China News Alert Issue 331
Bank of China reports its fiscal year profit at 81 billion yuan
Chinese banks are likely to maintain their position as the world’s most profitable lenders, as record lending last year helped bolster the world’s third-largest economy amid the financial crisis, strengthening their profitability.
The Bank of China, the nation’s third largest lender by market value, kicked off the full-year earnings season of Chinese banks by reporting a net profit of 81.07 billion yuan for 2009, up 26 percent from a year earlier.
Industrial and Commercial Bank of China and China Construction Bank, the nation’s two largest banks by assets, are expected to report earnings of around 128.7 billion yuan and 108.6 billion yuan respectively, Bloomberg reported, based on a survey of 16 industry analysts.

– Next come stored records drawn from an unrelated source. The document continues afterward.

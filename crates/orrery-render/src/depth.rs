//! Reverse-Z depth buffer.
//!
//! The near plane maps to 1.0 and the far plane to 0.0, which keeps float
//! precision where the scene's 1000-unit ground plane needs it.

pub struct DepthBuffer {
    pub texture: wgpu::Texture,
    pub view: wgpu::TextureView,
    width: u32,
    height: u32,
}

impl DepthBuffer {
    pub const FORMAT: wgpu::TextureFormat = wgpu::TextureFormat::Depth32Float;

    /// Reverse-Z clear value: 0.0 is the far plane.
    pub const CLEAR_VALUE: f32 = 0.0;

    /// Closer fragments have higher depth values.
    pub const COMPARE_FUNCTION: wgpu::CompareFunction = wgpu::CompareFunction::GreaterEqual;

    pub fn new(device: &wgpu::Device, width: u32, height: u32) -> Self {
        let width = width.max(1);
        let height = height.max(1);
        let texture = device.create_texture(&wgpu::TextureDescriptor {
            label: Some("depth-buffer"),
            size: wgpu::Extent3d {
                width,
                height,
                depth_or_array_layers: 1,
            },
            mip_level_count: 1,
            sample_count: 1,
            dimension: wgpu::TextureDimension::D2,
            format: Self::FORMAT,
            usage: wgpu::TextureUsages::RENDER_ATTACHMENT,
            view_formats: &[],
        });

        let view = texture.create_view(&wgpu::TextureViewDescriptor::default());

        Self {
            texture,
            view,
            width,
            height,
        }
    }

    /// Recreates the texture unless the dimensions are unchanged.
    pub fn resize(&mut self, device: &wgpu::Device, width: u32, height: u32) {
        if self.width == width.max(1) && self.height == height.max(1) {
            return;
        }
        *self = Self::new(device, width, height);
    }

    pub fn width(&self) -> u32 {
        self.width
    }

    pub fn height(&self) -> u32 {
        self.height
    }
}
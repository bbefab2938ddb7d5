//! Command-line argument parsing for Orrery.

use std::path::PathBuf;

use clap::Parser;

use crate::Config;

/// Orrery command-line arguments.
///
/// CLI values override settings loaded from `config.ron`.
#[derive(Parser, Debug, Default)]
#[command(name = "orrery", about = "Decorative globe and ring scene")]
pub struct CliArgs {
    /// Window width.
    #[arg(long)]
    pub width: Option<u32>,

    /// Window height.
    #[arg(long)]
    pub height: Option<u32>,

    /// Start in fullscreen.
    #[arg(long)]
    pub fullscreen: Option<bool>,

    /// Log level (error, warn, info, debug, trace).
    #[arg(long)]
    pub log_level: Option<String>,

    /// Path to config directory (overrides default location).
    #[arg(long)]
    pub config: Option<PathBuf>,

    /// Directory that relative asset paths resolve against.
    #[arg(long)]
    pub assets: Option<PathBuf>,

    /// Number of concentric rings.
    #[arg(long)]
    pub rings: Option<u32>,

    /// Distance between consecutive ring inner radii.
    #[arg(long)]
    pub ring_gap: Option<f32>,

    /// Exit after rendering this many frames.
    #[arg(long)]
    pub frames: Option<u64>,
}

impl Config {
    /// Apply CLI overrides to a loaded config.
    pub fn apply_cli_overrides(&mut self, args: &CliArgs) {
        if let Some(w) = args.width {
            self.window.width = w;
        }
        if let Some(h) = args.height {
            self.window.height = h;
        }
        if let Some(fs) = args.fullscreen {
            self.window.fullscreen = fs;
        }
        if let Some(ref level) = args.log_level {
            self.debug.log_level = level.clone();
        }
        if let Some(ref root) = args.assets {
            self.assets.root = root.clone();
        }
        if let Some(rings) = args.rings {
            self.layout.num_rings = rings;
        }
        if let Some(gap) = args.ring_gap {
            self.layout.ring_gap = gap;
        }
        if let Some(frames) = args.frames {
            self.debug.max_frames = Some(frames);
        }
    }
}
use std::path::PathBuf;

use orrery_geometry::TypefaceError;
use thiserror::Error;

/// Errors that can occur while fetching or decoding an asset.
#[derive(Debug, Error)]
pub enum AssetError {
    #[error("failed to read {path}: {source}")]
    Io {
        path: PathBuf,
        source: std::io::Error,
    },

    #[error("failed to fetch {url}: {source}")]
    Http {
        url: String,
        source: Box<ureq::Error>,
    },

    #[error("failed to read response body from {url}: {source}")]
    Body {
        url: String,
        source: std::io::Error,
    },

    #[error("response from {url} exceeds {limit} bytes")]
    TooLarge { url: String, limit: u64 },

    #[error("failed to decode image {name}: {source}")]
    Decode {
        name: String,
        source: image::ImageError,
    },

    #[error("failed to parse font {name}: {source}")]
    Font {
        name: String,
        source: TypefaceError,
    },

    #[error("cube texture needs 6 faces, got {0}")]
    CubeFaceCount(usize),

    #[error("cube face {index} is {width}x{height}, expected {expected}x{expected}")]
    CubeFaceSize {
        index: usize,
        width: u32,
        height: u32,
        expected: u32,
    },
}
//! Platform directories.
//!
//! Resolves where the config file and logs live, following OS conventions
//! (XDG on Linux, Known Folders on Windows, Library on macOS).

use std::io;
use std::path::{Path, PathBuf};

#[derive(Debug, thiserror::Error)]
pub enum PlatformError {
    #[error("the OS exposes no configuration directory")]
    NoConfigDir,

    #[error("cannot create directory: {0}")]
    Io(#[from] io::Error),
}

/// OS-specific directory paths for the orrery viewer.
#[derive(Debug, Clone, PartialEq, Eq)]
pub struct PlatformDirs {
    /// Holds `config.ron`.
    pub config_dir: PathBuf,
    /// Log files.
    pub log_dir: PathBuf,
}

pub const APP_NAME: &str = "orrery";

impl PlatformDirs {
    /// Resolve platform-specific directories without creating them on disk.
    ///
    /// # Errors
    ///
    /// Returns [`PlatformError::NoConfigDir`] if the OS does not expose a
    /// configuration directory.
    pub fn resolve() -> Result<Self, PlatformError> {
        let config_base = dirs::config_dir().ok_or(PlatformError::NoConfigDir)?;
        let app_config = config_base.join(APP_NAME);

        let log_dir = dirs::state_dir()
            .or_else(dirs::cache_dir)
            .map_or_else(|| app_config.join("logs"), |base| base.join(APP_NAME).join("logs"));

        Ok(Self {
            config_dir: app_config,
            log_dir,
        })
    }

    /// Resolve directories rooted under a custom base path.
    ///
    /// Used for `--config` and for tests that must not touch real OS
    /// directories.
    pub fn resolve_with_root(root: &Path) -> Self {
        Self {
            config_dir: root.to_path_buf(),
            log_dir: root.join("logs"),
        }
    }

    /// Create all directories on disk.
    ///
    /// # Errors
    ///
    /// Returns [`PlatformError::Io`] if any directory cannot be created.
    pub fn create_dirs(&self) -> Result<(), PlatformError> {
        std::fs::create_dir_all(&self.config_dir)?;
        std::fs::create_dir_all(&self.log_dir)?;
        Ok(())
    }
}

#[cfg(test)]
mod tests {
    use super::*;

    #[test]
    fn test_platform_dirs_resolve() {
        let Ok(dirs) = PlatformDirs::resolve() else {
            // Headless CI images may not expose a config dir.
            return;
        };
        assert!(dirs.config_dir.is_absolute(), "config_dir is not absolute");
        assert!(dirs.log_dir.is_absolute(), "log_dir is not absolute");
        assert!(dirs.config_dir.ends_with(APP_NAME));
    }

    #[test]
    fn test_directory_creation() {
        let tmp = tempfile::tempdir().unwrap();
        let dirs = PlatformDirs::resolve_with_root(&tmp.path().join("custom"));
        dirs.create_dirs().expect("create_dirs failed for temp root");

        assert!(dirs.config_dir.exists(), "config_dir was not created");
        assert!(dirs.log_dir.exists(), "log_dir was not created");
        assert!(dirs.log_dir.starts_with(&dirs.config_dir));
    }

    #[test]
    fn test_io_error_has_source() {
        use std::error::Error;

        let err = PlatformError::from(io::Error::other("denied"));
        assert!(err.source().is_some());
        assert!(PlatformError::NoConfigDir.source().is_none());
        assert!(err.to_string().contains("denied"));
    }
}
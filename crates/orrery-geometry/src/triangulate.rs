//! Ear-clipping triangulation of simple polygons with holes.
//!
//! Holes are merged into the outer contour through bridge edges (rightmost
//! hole vertex to the nearest visible outer vertex), then the resulting
//! weakly-simple polygon is clipped ear by ear.

use glam::Vec2;

const AREA_EPSILON: f32 = 1e-9;

/// Signed area of a closed contour; positive when counter-clockwise.
pub fn signed_area(contour: &[Vec2]) -> f32 {
    let n = contour.len();
    let mut area = 0.0;
    for q in 0..n {
        let p = (q + n - 1) % n;
        area += contour[p].x * contour[q].y - contour[q].x * contour[p].y;
    }
    area * 0.5
}

/// Removes repeated consecutive points and a closing point equal to the first.
pub(crate) fn clean_contour(points: &[Vec2]) -> Vec<Vec2> {
    let mut out: Vec<Vec2> = Vec::with_capacity(points.len());
    for &p in points {
        if out.last().is_none_or(|last| last.distance_squared(p) > AREA_EPSILON) {
            out.push(p);
        }
    }
    while out.len() > 1 && out[0].distance_squared(out[out.len() - 1]) <= AREA_EPSILON {
        out.pop();
    }
    out
}

/// Triangulates `outer` minus `holes`.
///
/// Returns the vertex list (outer points, then hole points) and triangle
/// indices into it, every triangle counter-clockwise. Input orientation does
/// not matter. Contours with fewer than three distinct points are ignored.
pub fn triangulate(outer: &[Vec2], holes: &[Vec<Vec2>]) -> (Vec<Vec2>, Vec<u32>) {
    let mut outer = clean_contour(outer);
    if outer.len() < 3 {
        return (Vec::new(), Vec::new());
    }
    if signed_area(&outer) < 0.0 {
        outer.reverse();
    }

    let mut vertices = outer;
    let mut polygon: Vec<usize> = (0..vertices.len()).collect();

    let mut hole_rings = Vec::with_capacity(holes.len());
    for hole in holes {
        let mut hole = clean_contour(hole);
        if hole.len() < 3 {
            continue;
        }
        if signed_area(&hole) > 0.0 {
            hole.reverse();
        }
        let start = vertices.len();
        vertices.extend_from_slice(&hole);
        hole_rings.push((start..vertices.len()).collect::<Vec<usize>>());
    }

    // Rightmost holes first, so later bridges can pass through earlier ones.
    hole_rings.sort_by(|a, b| max_x(&vertices, b).total_cmp(&max_x(&vertices, a)));
    for ring in &hole_rings {
        if !bridge_hole(&vertices, &mut polygon, ring) {
            tracing::debug!("hole is not enclosed by its contour, skipping");
        }
    }

    let indices = clip_ears(&vertices, polygon);
    (vertices, indices)
}

fn max_x(vertices: &[Vec2], ring: &[usize]) -> f32 {
    ring.iter().map(|&i| vertices[i].x).fold(f32::MIN, f32::max)
}

fn cross(o: Vec2, a: Vec2, b: Vec2) -> f32 {
    (a - o).perp_dot(b - o)
}

fn point_in_triangle(p: Vec2, a: Vec2, b: Vec2, c: Vec2) -> bool {
    let d1 = cross(a, b, p);
    let d2 = cross(b, c, p);
    let d3 = cross(c, a, p);
    let has_neg = d1 < 0.0 || d2 < 0.0 || d3 < 0.0;
    let has_pos = d1 > 0.0 || d2 > 0.0 || d3 > 0.0;
    !(has_neg && has_pos)
}

fn is_reflex(vertices: &[Vec2], polygon: &[usize], pos: usize) -> bool {
    let n = polygon.len();
    let prev = vertices[polygon[(pos + n - 1) % n]];
    let curr = vertices[polygon[pos]];
    let next = vertices[polygon[(pos + 1) % n]];
    cross(prev, curr, next) < 0.0
}

/// Splices `hole` into `polygon` through a mutually visible vertex pair.
fn bridge_hole(vertices: &[Vec2], polygon: &mut Vec<usize>, hole: &[usize]) -> bool {
    let Some((m_pos, m)) = hole
        .iter()
        .enumerate()
        .max_by(|a, b| vertices[*a.1].x.total_cmp(&vertices[*b.1].x))
        .map(|(pos, &idx)| (pos, vertices[idx]))
    else {
        return false;
    };

    // Closest edge hit by a ray from M towards +x.
    let n = polygon.len();
    let mut hit: Option<(f32, usize)> = None;
    for k in 0..n {
        let a = vertices[polygon[k]];
        let b = vertices[polygon[(k + 1) % n]];
        if (a.y > m.y) == (b.y > m.y) {
            continue;
        }
        let t = (m.y - a.y) / (b.y - a.y);
        let x = a.x + t * (b.x - a.x);
        if x < m.x {
            continue;
        }
        let candidate = if a.x > b.x { k } else { (k + 1) % n };
        if hit.is_none_or(|(best_x, _)| x < best_x) {
            hit = Some((x, candidate));
        }
    }
    let Some((hit_x, mut p_pos)) = hit else {
        return false;
    };

    // A reflex vertex inside (M, I, P) may block P; take the one closest in
    // angle to the ray.
    let i = Vec2::new(hit_x, m.y);
    let p = vertices[polygon[p_pos]];
    let mut best: Option<(f32, f32)> = None;
    for k in 0..n {
        let v = vertices[polygon[k]];
        if k == p_pos || v == p || !is_reflex(vertices, polygon, k) {
            continue;
        }
        let d = v - m;
        if d.x <= 0.0 || !point_in_triangle(v, m, i, p) {
            continue;
        }
        let slope = d.y.abs() / d.x;
        let len = d.length_squared();
        let better = match best {
            None => true,
            Some((s, l)) => slope < s || (slope == s && len < l),
        };
        if better {
            best = Some((slope, len));
            p_pos = k;
        }
    }

    let p_idx = polygon[p_pos];
    let mut bridged = Vec::with_capacity(n + hole.len() + 2);
    bridged.extend_from_slice(&polygon[..=p_pos]);
    for offset in 0..=hole.len() {
        bridged.push(hole[(m_pos + offset) % hole.len()]);
    }
    bridged.push(p_idx);
    bridged.extend_from_slice(&polygon[p_pos + 1..]);
    *polygon = bridged;
    true
}

fn clip_ears(vertices: &[Vec2], mut remaining: Vec<usize>) -> Vec<u32> {
    let mut indices = Vec::with_capacity(remaining.len().saturating_sub(2) * 3);
    let mut cursor = 0;

    while remaining.len() > 3 {
        let n = remaining.len();
        let mut clipped = false;

        for step in 0..n {
            let k = (cursor + step) % n;
            let prev = remaining[(k + n - 1) % n];
            let curr = remaining[k];
            let next = remaining[(k + 1) % n];
            let (a, b, c) = (vertices[prev], vertices[curr], vertices[next]);
            let turn = cross(a, b, c);

            if turn.abs() <= AREA_EPSILON {
                // Collinear or spike vertex: drop it without emitting a triangle.
                remaining.remove(k);
                cursor = k.saturating_sub(1);
                clipped = true;
                break;
            }
            if turn < 0.0 {
                continue;
            }
            let blocked = remaining.iter().any(|&other| {
                let v = vertices[other];
                other != prev
                    && other != curr
                    && other != next
                    && v != a
                    && v != b
                    && v != c
                    && point_in_triangle(v, a, b, c)
            });
            if blocked {
                continue;
            }

            indices.extend_from_slice(&[prev as u32, curr as u32, next as u32]);
            remaining.remove(k);
            cursor = k.saturating_sub(1);
            clipped = true;
            break;
        }

        if !clipped {
            // No valid ear (self-touching input); force progress.
            tracing::trace!(remaining = n, "ear clipping stalled, forcing a cut");
            let (prev, curr, next) = (remaining[n - 1], remaining[0], remaining[1]);
            if cross(vertices[prev], vertices[curr], vertices[next]) > 0.0 {
                indices.extend_from_slice(&[prev as u32, curr as u32, next as u32]);
            }
            remaining.remove(0);
        }
    }

    if let [a, b, c] = remaining[..]
        && cross(vertices[a], vertices[b], vertices[c]) > AREA_EPSILON
    {
        indices.extend_from_slice(&[a as u32, b as u32, c as u32]);
    }
    indices
}

#[cfg(test)]
mod tests {
    use super::*;

    fn square(min: f32, max: f32) -> Vec<Vec2> {
        vec![
            Vec2::new(min, min),
            Vec2::new(max, min),
            Vec2::new(max, max),
            Vec2::new(min, max),
        ]
    }

    fn total_area(vertices: &[Vec2], indices: &[u32]) -> f32 {
        indices
            .chunks_exact(3)
            .map(|t| {
                let area = cross(
                    vertices[t[0] as usize],
                    vertices[t[1] as usize],
                    vertices[t[2] as usize],
                ) * 0.5;
                assert!(area > 0.0, "triangle {t:?} is not counter-clockwise");
                area
            })
            .sum()
    }

    #[test]
    fn test_signed_area_orientation() {
        let ccw = square(0.0, 2.0);
        assert_eq!(signed_area(&ccw), 4.0);
        let cw: Vec<Vec2> = ccw.into_iter().rev().collect();
        assert_eq!(signed_area(&cw), -4.0);
    }

    #[test]
    fn test_square() {
        let (vertices, indices) = triangulate(&square(0.0, 1.0), &[]);
        assert_eq!(indices.len(), 6);
        assert!((total_area(&vertices, &indices) - 1.0).abs() < 1e-5);
    }

    #[test]
    fn test_clockwise_input_is_reoriented() {
        let cw: Vec<Vec2> = square(0.0, 3.0).into_iter().rev().collect();
        let (vertices, indices) = triangulate(&cw, &[]);
        assert!((total_area(&vertices, &indices) - 9.0).abs() < 1e-4);
    }

    #[test]
    fn test_concave_polygon() {
        let l_shape = vec![
            Vec2::new(0.0, 0.0),
            Vec2::new(4.0, 0.0),
            Vec2::new(4.0, 1.0),
            Vec2::new(1.0, 1.0),
            Vec2::new(1.0, 4.0),
            Vec2::new(0.0, 4.0),
        ];
        let (vertices, indices) = triangulate(&l_shape, &[]);
        assert_eq!(indices.len() / 3, 4);
        assert!((total_area(&vertices, &indices) - 7.0).abs() < 1e-4);
    }

    #[test]
    fn test_square_with_hole() {
        let (vertices, indices) = triangulate(&square(0.0, 10.0), &[square(3.0, 7.0)]);
        assert_eq!(vertices.len(), 8);
        assert!((total_area(&vertices, &indices) - 84.0).abs() < 1e-3);
    }

    #[test]
    fn test_two_holes() {
        let outer = vec![
            Vec2::new(0.0, 0.0),
            Vec2::new(20.0, 0.0),
            Vec2::new(20.0, 10.0),
            Vec2::new(0.0, 10.0),
        ];
        let holes = vec![square(2.0, 6.0), {
            let mut h = square(2.0, 6.0);
            h.iter_mut().for_each(|p| p.x += 10.0);
            h
        }];
        let (vertices, indices) = triangulate(&outer, &holes);
        assert!((total_area(&vertices, &indices) - (200.0 - 32.0)).abs() < 1e-3);
    }

    #[test]
    fn test_duplicate_points_are_cleaned() {
        let mut pts = square(0.0, 1.0);
        pts.insert(1, pts[0]);
        pts.push(pts[0]);
        assert_eq!(clean_contour(&pts).len(), 4);
    }

    #[test]
    fn test_degenerate_input() {
        let (vertices, indices) = triangulate(&[Vec2::ZERO, Vec2::X], &[]);
        assert!(vertices.is_empty());
        assert!(indices.is_empty());
    }
}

Both could beat the US$13.4 billion (91.1 billion yuan) posted by Goldman Sachs.
“The Bank of China made it thanks to brisk credit growth and reduced impairment provisions,” Li Lihui, president of the bank told reporters.
Chinese banks dispersed a record 9.59 trillion yuan in new loans last year, about double the previous year, which spurred on a rush by capital-strained Chinese lenders to raise funds from the market.
Bank of China was the most aggressive in advancing loans among Chinese lenders during last year’s lending binge.
The bank advanced 1.5 trillion yuan in new loans last year, accounting for 17 percent of the total issued by Chinese banks.
Due to the record credit expansion in 2009, the bank’s capital adequacy ratio dropped to 11.14 percent as of the end of last year, barely above the 11 percent regulatory requirement for large Chinese banks.
“We will try to maintain the bank’s capital adequacy ratio and core capital adequacy ratio at above 11.5 percent and 8 percent in the next three years,” Li said.
The bank stated in a stock exchange filing that shareholders had given the lender the green light to issue up to 20 percent of its existing shares and as much as 40 billion yuan’s in six-year convertible bonds in Shanghai.
Li said the bank is targeting a smaller increase in new loans this year, but expects market demand for credit will still be robust thanks to the ongoing export recovery and additional funding requirements for existing projects.
“We will try to keep balanced and moderate credit growth this year and will not seek to grab market share through repaid credit expansion,” the president said.
The bank’s non-performing loan ratio stood at 1.52 percent at of the end of last year, down from the 2.65 percent at the beginning of 2009.
Micro-lenders face major obstacles
Micro-finance offers an opportunity for the rural disadvantaged to change their destiny, Wu Xiaoling, former deputy governor of the People’s Bank of China, told the 2nd Microfinance Investors Conference in Beijing.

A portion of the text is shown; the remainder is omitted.